Nel 2014 investire in azioni: ma Large o Small Cap?

Scritto il alle 13:55 da Redazione Finanza.com

Di seguito pubblichiamo un commento di Donatella Principe, Responsabile Institutional Business di Schroders Italia. Secondo l’esperta il 2014 dovrebbe confermarsi l’anno dei mercati azionari. All’interno di questo scenario, il focus degli investitori potrebbe spostarsi dalle Small-Mid alle Large Cap. Oltre ad aver sottoperformato nel corso del 2013, le società di grandi capitalizzazione appaiono meglio equipaggiate per affrontare le sfide poste dal rallentamento dei Paesi emergenti.

Il 2014 dovrebbe confermarsi l’anno dei mercati azionari, ma, oltre alla scelta delle borse è altrettanto importante comprendere su quale segmento di capitalizzazione conviene puntare. Il focus dovrebbe spostarsi dalle Small-Mid alle Large Cap. Sia in Europa che negli Stati Uniti le Smaller Companies hanno nettamente sovraperformato le Large Cap, con un extra rendimento di circa il 20% da quando all’inizio dell’Ottobre 2011 è partito il rally dell’azionario.

Questo risultato è in linea con l’andamento storico delle piccole-medie capitalizzazioni, che tendono a registrare i rendimenti migliori nelle prime fasi di ripresa del ciclo economico. Questa fase, certamente in America e in parte anche in Europa, si è esaurita nel corso del 2013 e resta solo limitatamente un elemento di supporto per il 2014. In America pesa il fattore valutazioni, con le società SMID Cap che quotano su valutazioni storiche elevate sia sulla base dei trailing che dei forward PE.

Si aggiunga a questo che vi sono motivi per essere scettici sui livelli di consensus degli utili per le SMID companies americane, che appaiono eccessivamente ottimistici. Esiste poi per le SMID Cap Usa un problema di sopravvalutazione non solo in assoluto (rispetto alla propria storia), ma anche relativo (rispetto alle Large Cap americane): e questo è vero sulla base sia dei trailing che dei forward PE. Inoltre, se si ritiene che i paesi sviluppati (e quindi anche l’Europa) continueranno nel 2014 la loro fase di ripresa, allora le industrie cicliche globali dovranno guidare la performance dei mercati finanziari.

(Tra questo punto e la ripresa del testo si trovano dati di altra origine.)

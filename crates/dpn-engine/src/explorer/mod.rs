//! Worklist construction of the symbolic state space.
//!
//! One engine builds all three graph kinds; the [`CoveringPolicy`] decides
//! what happens when a firing reaches a marking/formula pair:
//!
//! - `Exact` merges it into an equivalent state and aborts once a marking
//!   strictly dominates an ancestor with an equivalent formula.
//! - `OmegaAbstraction` accelerates such markings to `ω` instead.
//! - `Tree` never merges and stops at covered leaves.
//!
//! Two states are the same iff their markings are equal and the solver
//! proves their formulas equivalent.

pub mod coloring;
mod limits;
pub mod policy;
pub mod state_space;

use dpn_ir::formula::Formula;
use dpn_ir::marking::{Marking, MarkingOrder};
use dpn_ir::net::{DataPetriNet, TransitionId};
use dpn_smt::constraints::{ConstraintError, ConstraintSolver};
use dpn_smt::solver::SmtSolver;
use tracing::{debug, info, warn};

use crate::composer::ConstraintComposer;
use limits::Limits;

pub use coloring::color_tree;
pub use policy::CoveringPolicy;
pub use state_space::{
    AbortReason, ArcId, Color, CoverKind, Covering, StateArc, StateId, StateNode, StateSpace,
};

#[derive(Debug, Clone, PartialEq, Eq)]
pub struct ExplorerOptions {
    pub policy: CoveringPolicy,
    /// Add a silent refinement arc for every transition a state only
    /// partially enables.
    pub silent_transitions: bool,
    /// `0` means unlimited.
    pub max_states: usize,
    /// Wall-clock limit in seconds; `0` means unlimited.
    pub timeout_secs: u64,
}

impl Default for ExplorerOptions {
    fn default() -> Self {
        Self {
            policy: CoveringPolicy::Exact,
            silent_transitions: true,
            max_states: 100_000,
            timeout_secs: 0,
        }
    }
}

impl ExplorerOptions {
    pub fn with_policy(policy: CoveringPolicy) -> Self {
        Self {
            policy,
            ..Self::default()
        }
    }
}

/// Builds the state space of `net` under `options.policy`.
pub fn explore<S: SmtSolver, C: ConstraintComposer>(
    net: &DataPetriNet,
    solver: &mut ConstraintSolver<S>,
    composer: &C,
    options: &ExplorerOptions,
) -> Result<StateSpace, ConstraintError> {
    Explorer::new(net, solver, composer, options)?.run()
}

struct Explorer<'a, S: SmtSolver, C: ConstraintComposer> {
    net: &'a DataPetriNet,
    solver: &'a mut ConstraintSolver<S>,
    composer: &'a C,
    options: &'a ExplorerOptions,
    space: StateSpace,
    frontier: Vec<StateId>,
    /// Guards with the write-tagged instances projected out.
    read_guards: Vec<Formula>,
    negated_read_guards: Vec<Formula>,
    limits: Limits,
}

impl<'a, S: SmtSolver, C: ConstraintComposer> Explorer<'a, S, C> {
    fn new(
        net: &'a DataPetriNet,
        solver: &'a mut ConstraintSolver<S>,
        composer: &'a C,
        options: &'a ExplorerOptions,
    ) -> Result<Self, ConstraintError> {
        let mut read_guards = Vec::with_capacity(net.transitions.len());
        for t in &net.transitions {
            let writes: Vec<_> = t
                .guard
                .variables()
                .into_iter()
                .filter(|v| v.is_write())
                .collect();
            read_guards.push(solver.eliminate_exists(&writes, &t.guard)?);
        }
        let negated_read_guards = read_guards.iter().map(Formula::negate).collect();
        Ok(Self {
            net,
            solver,
            composer,
            options,
            space: StateSpace::new(options.policy),
            frontier: Vec::new(),
            read_guards,
            negated_read_guards,
            limits: Limits::start(options.max_states, options.timeout_secs),
        })
    }

    fn run(mut self) -> Result<StateSpace, ConstraintError> {
        info!(
            net = %self.net.name,
            policy = %self.options.policy,
            "building {}",
            self.options.policy.graph_kind()
        );
        let root = self.space.add_state(
            self.net.initial_marking(),
            self.net.initial_formula(),
            None,
        );
        self.frontier.push(root);

        while let Some(s) = self.frontier.pop() {
            if let Some(reason) = self.limits.check(self.space.len()) {
                warn!(?reason, states = self.space.len(), "exploration limit reached");
                self.space.abort(reason);
                break;
            }
            self.expand(s)?;
            if self.space.abort_reason().is_some() {
                break;
            }
        }

        self.space.finish();
        info!(
            states = self.space.len(),
            arcs = self.space.arcs().len(),
            full = self.space.is_full_graph(),
            checks = self.solver.stats().checks,
            "exploration finished"
        );
        Ok(self.space)
    }

    fn expand(&mut self, s: StateId) -> Result<(), ConstraintError> {
        let marking = self.space.state(s).marking.clone();
        let formula = self.space.state(s).formula.clone();
        debug!(state = s, %marking, %formula, "expanding");

        for t in 0..self.net.transitions.len() {
            if self.space.abort_reason().is_some() {
                return Ok(());
            }
            let Some(next) = self.net.fire(t, &marking) else {
                continue;
            };
            if self
                .solver
                .satisfiable(&formula.conjoin(&self.read_guards[t]))?
            {
                let guard = &self.net.transitions[t].guard;
                let composed = self.composer.compose(self.solver, &formula, guard)?;
                if !composed.is_false() && self.solver.satisfiable(&composed)? {
                    debug!(
                        state = s,
                        transition = %self.net.transitions[t].label,
                        marking = %next,
                        "fire"
                    );
                    self.register(s, t, false, next, composed)?;
                }
            }
            if self.options.silent_transitions {
                self.refine_silently(s, t, &marking, &formula)?;
            }
        }
        Ok(())
    }

    /// Splits off the part of `formula` in which `t` is disabled.
    fn refine_silently(
        &mut self,
        s: StateId,
        t: TransitionId,
        marking: &Marking,
        formula: &Formula,
    ) -> Result<(), ConstraintError> {
        let negated = &self.negated_read_guards[t];
        if negated.is_true() || negated.is_false() {
            return Ok(());
        }
        let refined = formula.conjoin(negated);
        if !self.solver.satisfiable(&refined)? || self.solver.equivalent(&refined, formula)? {
            return Ok(());
        }
        debug!(state = s, transition = %self.net.transitions[t].label, "silent refinement");
        self.register(s, t, true, marking.clone(), refined)
    }

    fn register(
        &mut self,
        source: StateId,
        t: TransitionId,
        silent: bool,
        marking: Marking,
        formula: Formula,
    ) -> Result<(), ConstraintError> {
        let lineage: Vec<StateId> = self.space.lineage(source).collect();
        match self.options.policy {
            CoveringPolicy::Exact => {
                if let Some(dominated) = self.dominated_ancestor(&lineage, &marking, &formula)? {
                    warn!(
                        state = dominated,
                        %marking,
                        "marking strictly dominates an ancestor; net is unbounded"
                    );
                    self.space.abort(AbortReason::Unbounded { state: dominated });
                    return Ok(());
                }
                self.merge_or_create(source, t, silent, marking, formula)
            }
            CoveringPolicy::OmegaAbstraction => {
                let mut marking = marking;
                for &a in &lineage {
                    let ancestor = self.space.state(a);
                    if marking.compare(&ancestor.marking) == MarkingOrder::GreaterThan
                        && self.solver.equivalent(&formula, &ancestor.formula)?
                    {
                        marking = marking.accelerate(&ancestor.marking);
                        debug!(ancestor = a, %marking, "accelerated");
                    }
                }
                self.merge_or_create(source, t, silent, marking, formula)
            }
            CoveringPolicy::Tree => {
                let id = self.create(source, t, silent, marking, formula);
                for &a in &lineage {
                    let ancestor = self.space.state(a);
                    let kind = match self.space.state(id).marking.compare(&ancestor.marking) {
                        MarkingOrder::Equal => CoverKind::Nonstrict,
                        MarkingOrder::GreaterThan => CoverKind::Strict,
                        _ => continue,
                    };
                    if self
                        .solver
                        .equivalent(&self.space.state(id).formula, &ancestor.formula)?
                    {
                        debug!(state = id, ancestor = a, ?kind, "covered");
                        self.space.set_covering(id, Covering { kind, ancestor: a });
                        return Ok(());
                    }
                }
                self.frontier.push(id);
                Ok(())
            }
        }
    }

    fn dominated_ancestor(
        &mut self,
        lineage: &[StateId],
        marking: &Marking,
        formula: &Formula,
    ) -> Result<Option<StateId>, ConstraintError> {
        for &a in lineage {
            let ancestor = self.space.state(a);
            if marking.compare(&ancestor.marking) == MarkingOrder::GreaterThan
                && self.solver.equivalent(formula, &ancestor.formula)?
            {
                return Ok(Some(a));
            }
        }
        Ok(None)
    }

    fn merge_or_create(
        &mut self,
        source: StateId,
        t: TransitionId,
        silent: bool,
        marking: Marking,
        formula: Formula,
    ) -> Result<(), ConstraintError> {
        let candidates = self.space.with_marking(&marking).to_vec();
        for existing in candidates {
            if self
                .solver
                .equivalent(&formula, &self.space.state(existing).formula)?
            {
                self.space.add_arc(source, existing, t, silent);
                return Ok(());
            }
        }
        let id = self.create(source, t, silent, marking, formula);
        self.frontier.push(id);
        Ok(())
    }

    fn create(
        &mut self,
        source: StateId,
        t: TransitionId,
        silent: bool,
        marking: Marking,
        formula: Formula,
    ) -> StateId {
        let id = self.space.add_state(marking, formula, Some(source));
        self.space.add_arc(source, id, t, silent);
        id
    }
}

#[cfg(test)]
mod tests {
    use dpn_ir::formula::{Domain, Value};
    use dpn_ir::formula_text::parse;
    use dpn_ir::net::Node;

    use super::*;
    use crate::composer::ComposerChoice;

    /// `p0 -[x_w >= 0]-> p1 -[x_r < 3]-> p2`
    fn guarded_chain() -> DataPetriNet {
        let mut net = DataPetriNet::new("chain");
        net.add_variable("x", Domain::Int, Value::Int(0)).unwrap();
        let domains = net.variable_domains();
        let p: Vec<_> = (0..3)
            .map(|i| net.add_place(format!("p{i}"), u32::from(i == 0), i == 2))
            .collect();
        let t1 = net.add_transition("t1", parse("x_w >= 0", &domains).unwrap());
        let t2 = net.add_transition("t2", parse("x_r < 3", &domains).unwrap());
        for (t, from, to) in [(t1, p[0], p[1]), (t2, p[1], p[2])] {
            net.add_arc(Node::Place(from), Node::Transition(t), 1).unwrap();
            net.add_arc(Node::Transition(t), Node::Place(to), 1).unwrap();
        }
        net
    }

    fn self_loop() -> DataPetriNet {
        let mut net = DataPetriNet::new("loop");
        let p = net.add_place("p", 1, true);
        let t = net.add_transition("t", Formula::True);
        net.add_arc(Node::Place(p), Node::Transition(t), 1).unwrap();
        net.add_arc(Node::Transition(t), Node::Place(p), 1).unwrap();
        net
    }

    fn run(net: &DataPetriNet, options: &ExplorerOptions) -> StateSpace {
        let mut solver = ConstraintSolver::z3(0);
        explore(net, &mut solver, &ComposerChoice::Exact, options).unwrap()
    }

    #[test]
    fn exact_policy_merges_equivalent_states() {
        let space = run(&self_loop(), &ExplorerOptions::default());
        assert_eq!(space.len(), 1);
        assert_eq!(space.arcs().len(), 1);
        assert_eq!(space.arc(0).target, 0);
        assert!(space.is_full_graph());
    }

    #[test]
    fn tree_policy_stops_at_covered_leaf() {
        let space = run(&self_loop(), &ExplorerOptions::with_policy(CoveringPolicy::Tree));
        assert_eq!(space.len(), 2);
        assert_eq!(
            space.state(1).covering,
            Some(Covering {
                kind: CoverKind::Nonstrict,
                ancestor: 0
            })
        );
        assert!(space.is_full_graph());
    }

    #[test]
    fn silent_refinement_splits_partially_enabled_states() {
        let net = guarded_chain();
        let space = run(&net, &ExplorerOptions::default());
        assert_eq!(space.len(), 4);
        assert_eq!(space.arcs().len(), 3);
        let silent: Vec<_> = space.arcs().iter().filter(|a| a.silent).collect();
        assert_eq!(silent.len(), 1);
        assert_eq!(silent[0].transition, 1);
        let refined = space.state(silent[0].target);
        assert_eq!(refined.marking, space.state(silent[0].source).marking);

        let plain = run(
            &net,
            &ExplorerOptions {
                silent_transitions: false,
                ..ExplorerOptions::default()
            },
        );
        assert_eq!(plain.len(), 3);
        assert_eq!(plain.arcs().len(), 2);
    }

    #[test]
    fn state_limit_leaves_a_partial_graph() {
        let space = run(
            &guarded_chain(),
            &ExplorerOptions {
                max_states: 2,
                ..ExplorerOptions::default()
            },
        );
        assert!(!space.is_full_graph());
        assert_eq!(
            space.abort_reason(),
            Some(&AbortReason::StateLimit { limit: 2 })
        );
    }
}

Una situazione questa che dovrebbe favorire le società di grande capitalizzazione americane, che producono il 40% dei loro utili al di fuori degli Stati Uniti; percentuale che le per le SMID Cos scende al 20%. In Europa va tenuto in considerazione che, sebbene il ciclo economico sia indietro nella sua ripresa rispetto a quello Usa, le Smaller Cos europee non di meno hanno riportato rendimenti in linea con le controparti americane, più in grado di fare leva su una reale accelerazione del ciclo. Tutti i parametri di analisi del settore portano a ritenere che le valutazioni delle Smaller Cos inizino a evidenziare chiari segnali di stress.

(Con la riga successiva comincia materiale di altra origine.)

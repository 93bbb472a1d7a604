/// SMT sorts.
#[derive(Debug, Clone, Copy, PartialEq, Eq, Hash)]
pub enum SmtSort {
    Bool,
    Int,
    Real,
}

impl std::fmt::Display for SmtSort {
    fn fmt(&self, f: &mut std::fmt::Formatter<'_>) -> std::fmt::Result {
        match self {
            SmtSort::Bool => write!(f, "Bool"),
            SmtSort::Int => write!(f, "Int"),
            SmtSort::Real => write!(f, "Real"),
        }
    }
}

Quello delle Small Cap in Europa è in una fase di mercato da stock-pickers, estremamente sofisticato anche in ragione del ridotto grado di copertura della ricerca per questa tipologia di società. Anche in Europa la domanda internazionale gioca maggiormente a favore delle Large Cap: infatti, rispetto a una media di generazione all’estero degli utili delle Large Cap intorno al 50%, per le Smaller Cos la percentuale è molto più bassa e si aggira intorno al 30%. Ma, elemento ancor più rilevante, le aziende europee rischiano di subire i contraccolpi di una riduzione della domanda da parte dei Paesi Emergenti, direttamente connessa anche con la progressiva chiusura del deficit delle partite correnti americane.

Mantenere solida la top line del bilancio impone quindi che attività ad alto assorbimento di capitale (come per esempio le spese di marketing) giochino un ruolo crescente nel sostenere le vendite; con ricadute negative sui margini. Una sfida più facile da gestire per le società di grande che di piccola capitalizzazione.

Infine in Europa non va trascurato nel supporto alla crescita aziendale il ruolo giocato dal credito. Mentre in America le condizioni del credito sono nettamente migliorate, in Europa la lenta e debole ripresa della concessione di prestiti rischia di essere gelata sul nascere dai contraccolpi dell’Asset Quality Review della BCE. Le società di grandi capitalizzazione anche rispetto a questa sfida appaiono meglio equipaggiate.